As business in Colorado is settling into the third quarter of 2021, the State’s consumer/investor protection regulators have spent the spring and summer months signaling what to expect as to their ongoing regulatory and enforcement priorities.
It should come as no surprise that their priorities remain largely driven by the economic uncertainties and tumult arising from COVID-19 as well as from the cybersecurity threats resulting from the ever-increasing saturation of technology into every aspect of business.
For example, when the Colorado Division of Securities (DOS) published its 2020-2021 Investment Adviser Examination Priorities, it identified COVID-19 disruptions at the top of the list.
Specifically, the DOS confirmed its examination section would continue focusing on ensuring that State-licensed investment advisers and firms are addressing COVID-19-related challenges by implementing and maintaining comprehensive written procedures to:
- Ensure business continuity and succession planning in the event of prolonged remote work or the hospitalization, death, or unavailability of key personnel.
- Achieve and maintain cybersecurity despite increased electronic communications and a remote work environment.
- Effectively supervise the activities of all representatives, whether in-person or remote.
Investment advisers and firms must thus continue to keep these priorities front of mind, just as they did this past year.
Confirming its ongoing enforcement priorities as well, in recognition of National Consumer Protection Week in March, the DOS also announced its list of the top investor threats for 2021 as determined by regulators across the country as well as in Canada and Mexico.
The top three on that list – (1) schemes promoted through online and social media activity; (2) schemes involving investments in precious metals and cryptocurrencies; and (3) foreign exchange-related schemes – involve relatively new but nonetheless prevalent technologies combined with the lingering economic uncertainty of the COVID-19 era.
Colorado’s Securities Commissioner Tung Chan explained that investors hoping to supplement income lost as a result of the pandemic are particularly susceptible to these sorts of schemes offering the promise of high returns. Commissioner Chan noted, “during times like these, unscrupulous scammers will play on our economic worries more than ever with promises of no-risk high returns.”
Businesses engaged in legitimate fundraising activity in 2021 must now more than ever prioritize careful and consistent messaging on social media platforms and transparency in identifying risks and projecting rewards.
Cementing the State’s prioritization of cybersecurity and the protection of consumers’ private information in the transaction of business in Colorado, on July 7, Governor Jared Polis signed the Colorado Privacy Act (CPA) into law. Colorado thus became the third state – behind California and Virginia – to enact a comprehensive data privacy law.
While the CPA does not go into effect until January 1, 2023, its enactment confirms that Colorado’s business community must expect cybersecurity to remain a top regulatory and enforcement priority for years to come.
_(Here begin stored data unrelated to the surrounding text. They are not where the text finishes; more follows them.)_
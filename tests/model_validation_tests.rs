use chrono::Utc;
use rbac_admin::models::{
    CreateRoleRequest, CreateUserRequest, Permission, RegisterRequest, Role,
    RoleWithPermissions, UpdateRoleRequest, UpdateUserRequest, User, UserProfile, UserWithRole,
};
use serde_json::json;
use uuid::Uuid;

// --- Request payloads ---

#[test]
fn test_register_request_uses_camel_case() {
    let request: RegisterRequest = serde_json::from_value(json!({
        "email": "a@example.com",
        "password": "secret-1",
        "firstName": "Ada",
        "lastName": "Lovelace"
    }))
    .unwrap();
    assert_eq!(request.first_name, "Ada");
    assert_eq!(request.last_name, "Lovelace");

    // snake_case keys are not accepted.
    let rejected = serde_json::from_value::<RegisterRequest>(json!({
        "email": "a@example.com",
        "password": "secret-1",
        "first_name": "Ada",
        "last_name": "Lovelace"
    }));
    assert!(rejected.is_err());
}

#[test]
fn test_create_role_optional_fields_default_to_none() {
    let request: CreateRoleRequest =
        serde_json::from_value(json!({ "name": "Viewer", "description": "Read only" })).unwrap();
    assert_eq!(request.is_default, None);
    assert_eq!(request.permissions, None);
}

#[test]
fn test_update_role_without_permissions_means_empty_set() {
    let request: UpdateRoleRequest =
        serde_json::from_value(json!({ "description": "Renamed" })).unwrap();
    assert_eq!(request.name, None);
    assert_eq!(request.description.as_deref(), Some("Renamed"));
    assert!(request.permissions.is_empty());
}

#[test]
fn test_update_role_permissions_are_parsed_in_order() {
    let request: UpdateRoleRequest = serde_json::from_value(json!({
        "isDefault": true,
        "permissions": [
            { "module": "users", "actions": ["read"] },
            { "module": "roles", "actions": ["create", "read"] }
        ]
    }))
    .unwrap();
    assert_eq!(request.is_default, Some(true));
    assert_eq!(request.permissions[0].module, "users");
    assert_eq!(request.permissions[1].actions, vec!["create", "read"]);
}

#[test]
fn test_user_requests_carry_role_id() {
    let role_id = Uuid::new_v4();
    let create: CreateUserRequest = serde_json::from_value(json!({
        "email": "s@example.com",
        "password": "staff-pass",
        "firstName": "S",
        "lastName": "T",
        "roleId": role_id
    }))
    .unwrap();
    assert_eq!(create.role_id, role_id);

    let update: UpdateUserRequest =
        serde_json::from_value(json!({ "isActive": false })).unwrap();
    assert_eq!(update.is_active, Some(false));
    assert_eq!(update.role_id, None);
    assert_eq!(update.email, None);
}

// --- Responses ---

#[test]
fn test_user_profile_never_exposes_the_password_hash() {
    let now = Utc::now();
    let role = Role {
        id: Uuid::new_v4(),
        name: "Editor".to_string(),
        description: "Editor role".to_string(),
        is_default: false,
        created_at: now,
        updated_at: now,
    };
    let user = User {
        id: Uuid::new_v4(),
        email: "e@example.com".to_string(),
        password_hash: Some("$2b$04$hash".to_string()),
        first_name: "Ed".to_string(),
        last_name: "Itor".to_string(),
        is_active: true,
        role_id: Some(role.id),
        created_at: now,
        updated_at: now,
        ..User::default()
    };

    let profile = UserProfile::from(&UserWithRole {
        user,
        role: Some(role),
    });
    let value = serde_json::to_value(&profile).unwrap();

    assert_eq!(value["firstName"], "Ed");
    assert_eq!(value["isActive"], true);
    assert_eq!(value["role"]["name"], "Editor");
    assert!(value.get("passwordHash").is_none());
    assert!(value.get("password_hash").is_none());
    assert!(!value.to_string().contains("$2b$04$hash"));
}

#[test]
fn test_role_with_permissions_round_trips_through_parts() {
    let now = Utc::now();
    let role = Role {
        id: Uuid::new_v4(),
        name: "Author".to_string(),
        description: "Author role".to_string(),
        is_default: true,
        created_at: now,
        updated_at: now,
    };
    let permission = Permission {
        id: Uuid::new_v4(),
        role_id: role.id,
        module: "dashboard".to_string(),
        actions: vec!["read".to_string()],
    };

    let full = RoleWithPermissions::from_parts(role.clone(), vec![permission.clone()]);
    assert_eq!(full.role(), role);

    let value = serde_json::to_value(&full).unwrap();
    assert_eq!(value["isDefault"], true);
    assert_eq!(value["permissions"][0]["roleId"], json!(role.id));
    assert!(permission.grants("dashboard", "read"));
    assert!(!permission.grants("dashboard", "update"));
}
use rbac_admin::{
    AppError, MemoryRepository,
    auth::AuthUser,
    models::{NewRole, NewUser, PermissionInput, RoleChanges, UserWithRole},
    permission::authorize,
    repository::RepositoryState,
};
use std::sync::Arc;
use uuid::Uuid;

// --- Helpers ---

fn repo() -> RepositoryState {
    Arc::new(MemoryRepository::new())
}

async fn role_with(repo: &RepositoryState, name: &str, permissions: Vec<PermissionInput>) -> Uuid {
    repo.create_role(NewRole {
        name: name.to_string(),
        description: format!("{name} role"),
        is_default: false,
        permissions,
    })
    .await
    .unwrap()
    .id
}

async fn identity(repo: &RepositoryState, role_id: Option<Uuid>) -> AuthUser {
    let user = repo
        .create_user(NewUser {
            email: format!("{}@example.com", Uuid::new_v4()),
            password_hash: None,
            first_name: "Test".to_string(),
            last_name: "User".to_string(),
            google_id: None,
            role_id,
        })
        .await
        .unwrap();
    let resolved: UserWithRole = repo.get_user_with_role(user.id).await.unwrap().unwrap();
    AuthUser::new(resolved)
}

// --- Tests ---

#[tokio::test]
async fn test_editor_can_read_but_not_delete_roles() {
    let repo = repo();
    let editor = role_with(&repo, "Editor", vec![PermissionInput::new("roles", &["read"])]).await;
    let user = identity(&repo, Some(editor)).await;

    assert!(authorize(&repo, Some(&user), "roles", "read").await.is_ok());
    assert!(matches!(
        authorize(&repo, Some(&user), "roles", "delete").await,
        Err(AppError::PermissionDenied)
    ));
}

#[tokio::test]
async fn test_grant_is_exactly_module_and_action_membership() {
    let repo = repo();
    let role = role_with(
        &repo,
        "Mixed",
        vec![
            PermissionInput::new("users", &["create", "read"]),
            PermissionInput::new("dashboard", &["read"]),
        ],
    )
    .await;
    let user = identity(&repo, Some(role)).await;

    let cases = [
        ("users", "create", true),
        ("users", "read", true),
        ("users", "delete", false),
        ("dashboard", "read", true),
        ("dashboard", "update", false),
        ("roles", "read", false),
        ("Users", "read", false),
    ];
    for (module, action, allowed) in cases {
        let result = authorize(&repo, Some(&user), module, action).await;
        assert_eq!(result.is_ok(), allowed, "{module}/{action}");
        if !allowed {
            assert!(matches!(result, Err(AppError::PermissionDenied)));
        }
    }
}

#[tokio::test]
async fn test_user_without_role_gets_no_role_assigned() {
    let repo = repo();
    let user = identity(&repo, None).await;

    for (module, action) in [("roles", "read"), ("users", "delete"), ("anything", "any")] {
        assert!(matches!(
            authorize(&repo, Some(&user), module, action).await,
            Err(AppError::NoRoleAssigned)
        ));
    }
}

#[tokio::test]
async fn test_missing_identity_is_unauthorized() {
    let repo = repo();
    assert!(matches!(
        authorize(&repo, None, "roles", "read").await,
        Err(AppError::Unauthorized)
    ));
}

#[tokio::test]
async fn test_grant_changes_apply_to_the_next_check() {
    let repo = repo();
    let role = role_with(&repo, "Editor", vec![PermissionInput::new("roles", &["read"])]).await;
    let user = identity(&repo, Some(role)).await;
    assert!(authorize(&repo, Some(&user), "roles", "update").await.is_err());

    repo.update_role(
        role,
        RoleChanges {
            permissions: vec![PermissionInput::new("roles", &["read", "update"])],
            ..RoleChanges::default()
        },
    )
    .await
    .unwrap();

    // Same AuthUser value: the check reads permissions fresh, not from the identity.
    assert!(authorize(&repo, Some(&user), "roles", "update").await.is_ok());
}
use crate::{AppState, handlers};
use axum::{
    Router,
    routing::{get, post},
};

/// Authenticated Router Module
///
/// Self-service routes for any signed-in user, whatever their role. The router above
/// wraps these in `auth_middleware`, so every handler receives a resolved `AuthUser`.
pub fn authenticated_routes() -> Router<AppState> {
    Router::<AppState>::new()
        // GET/PUT /profile
        .route(
            "/profile",
            get(handlers::get_profile).put(handlers::update_profile),
        )
        // POST /profile/change-password
        // Requires the current password; mails a confirmation on success.
        .route(
            "/profile/change-password",
            post(handlers::change_password),
        )
}
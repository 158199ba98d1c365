//! Boundary checks applied to request payloads before any service logic runs.

use std::collections::HashSet;

use crate::{
    error::{AppError, AppResult},
    models::{
        ChangePasswordRequest, CreateRoleRequest, CreateUserRequest, PermissionInput,
        RegisterRequest, ResetPasswordRequest, UpdateProfileRequest, UpdateRoleRequest,
        UpdateUserRequest,
    },
};

pub const MIN_PASSWORD_LENGTH: usize = 6;

/// bcrypt only looks at the first 72 bytes.
pub const MAX_PASSWORD_LENGTH: usize = 72;

/// Trims and lowercases an email and checks it has the `local@domain.tld` shape.
pub fn normalize_email(raw: &str) -> AppResult<String> {
    let email = raw.trim().to_lowercase();
    let valid = match email.split_once('@') {
        Some((local, domain)) => {
            !local.is_empty()
                && !domain.contains('@')
                && domain.contains('.')
                && !domain.starts_with('.')
                && !domain.ends_with('.')
                && !email.chars().any(char::is_whitespace)
        }
        None => false,
    };
    if valid {
        Ok(email)
    } else {
        Err(AppError::validation("A valid email is required"))
    }
}

pub fn check_password(field: &str, password: &str) -> AppResult<()> {
    if password.chars().count() < MIN_PASSWORD_LENGTH {
        return Err(AppError::validation(format!(
            "{field} must be at least {MIN_PASSWORD_LENGTH} characters"
        )));
    }
    if password.len() > MAX_PASSWORD_LENGTH {
        return Err(AppError::validation(format!(
            "{field} must be at most {MAX_PASSWORD_LENGTH} bytes"
        )));
    }
    Ok(())
}

/// Trims `value` and requires at least `min` characters.
pub fn require_text(field: &str, value: &str, min: usize) -> AppResult<String> {
    let trimmed = value.trim();
    if trimmed.chars().count() < min.max(1) {
        return Err(AppError::validation(if min <= 1 {
            format!("{field} is required")
        } else {
            format!("{field} must be at least {min} characters")
        }));
    }
    Ok(trimmed.to_string())
}

/// Normalises a permission list: trims names, drops duplicate actions within an entry,
/// and rejects empty names or a module listed twice.
pub fn normalize_permissions(entries: &[PermissionInput]) -> AppResult<Vec<PermissionInput>> {
    let mut seen_modules = HashSet::new();
    let mut normalized = Vec::with_capacity(entries.len());

    for entry in entries {
        let module = entry.module.trim().to_string();
        if module.is_empty() {
            return Err(AppError::validation("Permission module is required"));
        }
        if !seen_modules.insert(module.clone()) {
            return Err(AppError::validation(format!(
                "Module '{module}' is listed more than once"
            )));
        }

        let mut actions: Vec<String> = Vec::with_capacity(entry.actions.len());
        for action in &entry.actions {
            let action = action.trim();
            if action.is_empty() {
                return Err(AppError::validation(format!(
                    "Empty action in permissions for '{module}'"
                )));
            }
            if !actions.iter().any(|a| a == action) {
                actions.push(action.to_string());
            }
        }

        normalized.push(PermissionInput { module, actions });
    }

    Ok(normalized)
}

impl RegisterRequest {
    /// Returns a normalised copy or the first validation failure.
    pub fn validated(&self) -> AppResult<Self> {
        check_password("Password", &self.password)?;
        Ok(Self {
            email: normalize_email(&self.email)?,
            password: self.password.clone(),
            first_name: require_text("First name", &self.first_name, 1)?,
            last_name: require_text("Last name", &self.last_name, 1)?,
        })
    }
}

impl ChangePasswordRequest {
    pub fn validate(&self) -> AppResult<()> {
        if self.current_password.is_empty() {
            return Err(AppError::validation("Current password is required"));
        }
        check_password("New password", &self.new_password)
    }
}

impl ResetPasswordRequest {
    pub fn validate(&self) -> AppResult<()> {
        if self.token.trim().is_empty() {
            return Err(AppError::validation("Reset token is required"));
        }
        check_password("New password", &self.new_password)
    }
}

impl UpdateProfileRequest {
    pub fn validated(&self) -> AppResult<Self> {
        Ok(Self {
            first_name: self
                .first_name
                .as_deref()
                .map(|v| require_text("First name", v, 2))
                .transpose()?,
            last_name: self
                .last_name
                .as_deref()
                .map(|v| require_text("Last name", v, 2))
                .transpose()?,
            email: self.email.as_deref().map(normalize_email).transpose()?,
        })
    }
}

impl CreateRoleRequest {
    pub fn validated(&self) -> AppResult<Self> {
        Ok(Self {
            name: require_text("Name", &self.name, 2)?,
            description: require_text("Description", &self.description, 2)?,
            is_default: self.is_default,
            permissions: self
                .permissions
                .as_deref()
                .map(normalize_permissions)
                .transpose()?,
        })
    }
}

impl UpdateRoleRequest {
    pub fn validated(&self) -> AppResult<Self> {
        Ok(Self {
            name: self
                .name
                .as_deref()
                .map(|v| require_text("Name", v, 2))
                .transpose()?,
            description: self
                .description
                .as_deref()
                .map(|v| require_text("Description", v, 2))
                .transpose()?,
            is_default: self.is_default,
            permissions: normalize_permissions(&self.permissions)?,
        })
    }
}

impl CreateUserRequest {
    pub fn validated(&self) -> AppResult<Self> {
        check_password("Password", &self.password)?;
        Ok(Self {
            email: normalize_email(&self.email)?,
            password: self.password.clone(),
            first_name: require_text("First name", &self.first_name, 1)?,
            last_name: require_text("Last name", &self.last_name, 1)?,
            role_id: self.role_id,
        })
    }
}

impl UpdateUserRequest {
    pub fn validated(&self) -> AppResult<Self> {
        Ok(Self {
            first_name: self
                .first_name
                .as_deref()
                .map(|v| require_text("First name", v, 2))
                .transpose()?,
            last_name: self
                .last_name
                .as_deref()
                .map(|v| require_text("Last name", v, 2))
                .transpose()?,
            email: self.email.as_deref().map(normalize_email).transpose()?,
            is_active: self.is_active,
            role_id: self.role_id,
        })
    }
}
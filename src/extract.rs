//! Extractors that reject with [`AppError`], so malformed bodies, ids and query strings
//! get the same `{"message": ...}` body as every other failure.

use axum::{
    Json,
    extract::{FromRequest, FromRequestParts, Path, Query, Request},
    http::request::Parts,
};
use serde::de::DeserializeOwned;

use crate::error::AppError;

/// JSON body. Syntax errors, wrong field types and a missing content type are all 400.
pub struct ApiJson<T>(pub T);

impl<S, T> FromRequest<S> for ApiJson<T>
where
    T: DeserializeOwned,
    S: Send + Sync,
{
    type Rejection = AppError;

    async fn from_request(req: Request, state: &S) -> Result<Self, Self::Rejection> {
        let Json(value) = Json::<T>::from_request(req, state)
            .await
            .map_err(|e| AppError::validation(format!("Invalid JSON body: {}", e.body_text())))?;
        Ok(ApiJson(value))
    }
}

/// Path parameters, e.g. a `{id}` that must parse as a UUID.
pub struct ApiPath<T>(pub T);

impl<S, T> FromRequestParts<S> for ApiPath<T>
where
    T: DeserializeOwned + Send,
    S: Send + Sync,
{
    type Rejection = AppError;

    async fn from_request_parts(parts: &mut Parts, state: &S) -> Result<Self, Self::Rejection> {
        let Path(value) = Path::<T>::from_request_parts(parts, state)
            .await
            .map_err(|e| AppError::validation(format!("Invalid path parameter: {}", e.body_text())))?;
        Ok(ApiPath(value))
    }
}

/// Query string parameters.
pub struct ApiQuery<T>(pub T);

impl<S, T> FromRequestParts<S> for ApiQuery<T>
where
    T: DeserializeOwned,
    S: Send + Sync,
{
    type Rejection = AppError;

    async fn from_request_parts(parts: &mut Parts, state: &S) -> Result<Self, Self::Rejection> {
        let Query(value) = Query::<T>::from_request_parts(parts, state)
            .await
            .map_err(|e| AppError::validation(format!("Invalid query string: {}", e.body_text())))?;
        Ok(ApiQuery(value))
    }
}
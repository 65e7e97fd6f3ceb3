// Connection enumeration backend system
//
// One polymorphic capability, "list active TCP connections with their owning
// process", with one implementation per platform family:
// - Unix-like: shells out to netstat and lsof and joins their output
// - Windows: queries the system TCP table through iphlpapi
//
// No shared code path assumes a specific backend's data shapes; everything
// downstream works on the `socket` model types.

use crate::socket::Connection;
use anyhow::Result;

// The parsers and the table decoder are pure and platform-independent; they
// are compiled under cfg(test) everywhere so their unit tests run on any
// host, and for real only on the platform whose backend drives them.
#[cfg(any(unix, test))]
pub mod lsof;
#[cfg(any(unix, test))]
pub mod netstat;
#[cfg(any(windows, test))]
pub mod tcp_table;

#[cfg(unix)]
pub mod unix;

#[cfg(windows)]
pub mod windows;

/// Platform-agnostic connection enumerator.
///
/// Enumeration is an on-demand, potentially slow operation (external
/// processes or blocking syscalls); it is never called on the frame path.
pub trait ConnectionEnumerator: Send + Sync {
    /// Backend name (e.g., "text-tools", "iphelper")
    fn name(&self) -> &'static str;

    /// List established TCP connections with best-effort process
    /// attribution. Connections whose owner cannot be resolved are still
    /// returned, with `process` absent.
    fn list_connections(&self) -> Result<Vec<Connection>>;
}

/// Create the platform's enumerator. Unavailable facilities (missing tools,
/// unresolvable system library) fail here, at startup, not per call.
pub fn create_enumerator() -> Result<Box<dyn ConnectionEnumerator>> {
    #[cfg(unix)]
    {
        Ok(Box::new(unix::TextToolEnumerator::new()?))
    }

    #[cfg(windows)]
    {
        Ok(Box::new(windows::IpHelperEnumerator::new()?))
    }

    #[cfg(not(any(unix, windows)))]
    {
        compile_error!("Unsupported platform - only Unix-like systems and Windows are supported");
    }
}
// Shared connection/process data model used by every enumerator backend

use std::fmt;
use std::net::IpAddr;

/// An IP address paired with a port.
///
/// The textual form is `ip:port`. IPv6 addresses are bracketed
/// (`[::1]:6600`) so the rendering matches the address strings produced by
/// the process-ownership source, which is what the attribution join keys on.
#[derive(Debug, Clone, PartialEq, Eq, Hash)]
pub struct SockAddr {
    pub ip: IpAddr,
    pub port: u16,
}

impl SockAddr {
    pub fn new(ip: IpAddr, port: u16) -> Self {
        Self { ip, port }
    }
}

impl fmt::Display for SockAddr {
    fn fmt(&self, f: &mut fmt::Formatter<'_>) -> fmt::Result {
        match self.ip {
            IpAddr::V4(ip) => write!(f, "{}:{}", ip, self.port),
            IpAddr::V6(ip) => write!(f, "[{}]:{}", ip, self.port),
        }
    }
}

/// The process that owns a socket.
#[derive(Debug, Clone, PartialEq, Eq)]
pub struct Process {
    pub pid: u32,
    /// Command name. Empty when the ownership source never reported one.
    pub name: String,
}

impl fmt::Display for Process {
    fn fmt(&self, f: &mut fmt::Formatter<'_>) -> fmt::Result {
        write!(f, "{}/{}", self.pid, self.name)
    }
}

/// Raw OS connection-state code.
///
/// The values are OS-defined and deliberately not mapped to symbolic names.
/// The text-tool backend filters on the textual state instead and reports 0
/// here, since netstat output carries no numeric code.
#[derive(Debug, Clone, Copy, PartialEq, Eq)]
pub struct ConnectionState(pub u32);

#[derive(Debug, Clone, Copy, PartialEq, Eq)]
pub enum Transport {
    Tcp,
}

impl fmt::Display for Transport {
    fn fmt(&self, f: &mut fmt::Formatter<'_>) -> fmt::Result {
        match self {
            Transport::Tcp => write!(f, "tcp"),
        }
    }
}

/// One active connection as seen at enumeration time.
///
/// Snapshot value, not a live handle: each `list_connections` call produces
/// a fresh set. `process` is `None` when ownership attribution failed.
#[derive(Debug, Clone)]
pub struct Connection {
    pub transport: Transport,
    pub local: SockAddr,
    pub remote: SockAddr,
    pub state: ConnectionState,
    pub process: Option<Process>,
}

impl fmt::Display for Connection {
    fn fmt(&self, f: &mut fmt::Formatter<'_>) -> fmt::Result {
        write!(
            f,
            "{} {} -> {} state={}",
            self.transport, self.local, self.remote, self.state.0
        )?;
        match &self.process {
            Some(process) => write!(f, " ({})", process),
            None => write!(f, " (-)"),
        }
    }
}

#[cfg(test)]
mod tests {
    use super::*;

    #[test]
    fn test_sockaddr_display_ipv4() {
        let addr = SockAddr::new("10.0.1.6".parse().unwrap(), 58287);
        assert_eq!(addr.to_string(), "10.0.1.6:58287");
    }

    #[test]
    fn test_sockaddr_display_ipv6_bracketed() {
        let addr = SockAddr::new("::1".parse().unwrap(), 6600);
        assert_eq!(addr.to_string(), "[::1]:6600");
    }

    #[test]
    fn test_connection_display() {
        let connection = Connection {
            transport: Transport::Tcp,
            local: SockAddr::new("10.0.1.6".parse().unwrap(), 58287),
            remote: SockAddr::new("1.2.3.4".parse().unwrap(), 443),
            state: ConnectionState(5),
            process: None,
        };
        assert_eq!(
            connection.to_string(),
            "tcp 10.0.1.6:58287 -> 1.2.3.4:443 state=5 (-)"
        );
    }

    #[test]
    fn test_process_display() {
        let process = Process {
            pid: 100,
            name: "sshd".to_string(),
        };
        assert_eq!(process.to_string(), "100/sshd");
    }
}
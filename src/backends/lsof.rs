// lsof field-tagged output parser
//
// Parses `lsof -i -n -P -w -F cn` output, where each line's first character
// identifies its role: `p` starts a new process context (pid), `c` names the
// current process, `n` is a network endpoint, `f` is a file descriptor.
// A process context persists across endpoint lines until the next `p`.
//
// Example (one process with two listens and one connection):
//
//   p13100
//   cmpd
//   n[::1]:6600
//   n127.0.0.1:6600
//   n[::1]:6600->[::1]:50992
//
// Endpoints without a `->` are passive listen sockets and are skipped; the
// rest map their local endpoint string to the current process.

use crate::socket::Process;
use anyhow::{Result, bail};
use std::collections::HashMap;

/// Parse lsof output into a map from local endpoint string (as lsof renders
/// it, e.g. `10.0.1.6:58287` or `[::1]:6600`) to the owning process.
///
/// An unrecognised field tag or a non-numeric pid is a hard error: a partial
/// map would silently misattribute connections.
pub fn parse_lsof(out: &str) -> Result<HashMap<String, Process>> {
    let mut owners = HashMap::new();
    let mut current = Process {
        pid: 0,
        name: String::new(),
    };

    for line in out.lines() {
        if line.len() < 2 {
            continue;
        }

        let (tag, value) = line.split_at(1);
        match tag {
            "p" => {
                let pid: u32 = match value.parse() {
                    Ok(pid) => pid,
                    Err(_) => bail!("invalid 'p' field in lsof output: {:?}", value),
                };
                // New process context. The name arrives on a later 'c' line;
                // until then it stays unresolved.
                current = Process {
                    pid,
                    name: String::new(),
                };
            }
            "c" => {
                current.name = value.to_string();
            }
            "n" => {
                // A bare endpoint with no '->' is a listen socket.
                let Some((local, _remote)) = value.split_once("->") else {
                    continue;
                };
                owners.insert(local.to_string(), current.clone());
            }
            "f" => {
                // File descriptor lines are always selected by lsof; not
                // useful for correlation.
            }
            _ => bail!("unexpected lsof field: {:?} in {:?}", tag, value),
        }
    }

    Ok(owners)
}

#[cfg(test)]
mod tests {
    use super::*;

    #[test]
    fn test_parses_single_connection() {
        let out = "p100\ncsshd\nn10.0.1.6:58287->1.2.3.4:443\n";
        let owners = parse_lsof(out).unwrap();

        assert_eq!(owners.len(), 1);
        let process = &owners["10.0.1.6:58287"];
        assert_eq!(process.pid, 100);
        assert_eq!(process.name, "sshd");
    }

    #[test]
    fn test_listen_endpoints_are_skipped() {
        let out = "p13100\ncmpd\nn[::1]:6600\nn127.0.0.1:6600\nn[::1]:6600->[::1]:50992\n";
        let owners = parse_lsof(out).unwrap();

        assert_eq!(owners.len(), 1);
        assert_eq!(owners["[::1]:6600"].name, "mpd");
    }

    #[test]
    fn test_context_persists_across_endpoints() {
        let out = "p100\ncsshd\n\
            n10.0.1.6:58287->1.2.3.4:443\n\
            n10.0.1.6:58288->1.2.3.4:443\n\
            p200\ncftp\n\
            n10.0.1.6:60000->9.9.9.9:21\n";
        let owners = parse_lsof(out).unwrap();

        assert_eq!(owners["10.0.1.6:58288"].name, "sshd");
        assert_eq!(owners["10.0.1.6:60000"].pid, 200);
    }

    #[test]
    fn test_fd_lines_are_ignored() {
        let out = "p100\ncsshd\nf12\nn10.0.1.6:58287->1.2.3.4:443\n";
        let owners = parse_lsof(out).unwrap();
        assert_eq!(owners.len(), 1);
    }

    #[test]
    fn test_unknown_tag_is_an_error() {
        let out = "p100\ncsshd\nz??\n";
        assert!(parse_lsof(out).is_err());
    }

    #[test]
    fn test_non_numeric_pid_is_an_error() {
        assert!(parse_lsof("pabc\n").is_err());
    }

    #[test]
    fn test_name_before_c_line_is_empty() {
        let out = "p100\nn10.0.1.6:58287->1.2.3.4:443\ncsshd\n";
        let owners = parse_lsof(out).unwrap();
        assert_eq!(owners["10.0.1.6:58287"].name, "");
    }
}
Indeed, the enforcement of the CPA falls on the Colorado Attorney General and the State’s district attorneys, not on private litigants – which likely portends robust regulation and enforcement.
While details about how businesses will need to implement the CPA’s requirements and how the regulators will need to enforce them remain to be fleshed out through the Attorney General’s rule-making process, the statute itself provides some important takeaways for businesses.
First, the CPA is likely to cover many of the State’s businesses and nonprofits. Specifically, the CPA will generally apply to business entities and nonprofit organizations that conduct business in the State or produce or deliver commercial products or services that are intentionally targeted to Colorado residents, and that meet one or both of the following thresholds: controlling or processing the personal data of 100,000 or more Colorado residents during a calendar year; or both deriving revenue or receiving discounts from selling personal data and processing or controlling the personal data of 25,000 or more Colorado residents.
Second, the CPA gives Colorado consumers the right to access, correct, delete, and obtain a copy of their personal data from such business entities and nonprofit organizations.
Further, the CPA gives Colorado consumers the right to opt out of the sale of their personal data, as well as from targeted advertising and profiling.
These two takeaways alone provide Colorado business with much to consider and prepare for in advance of January 1, 2023.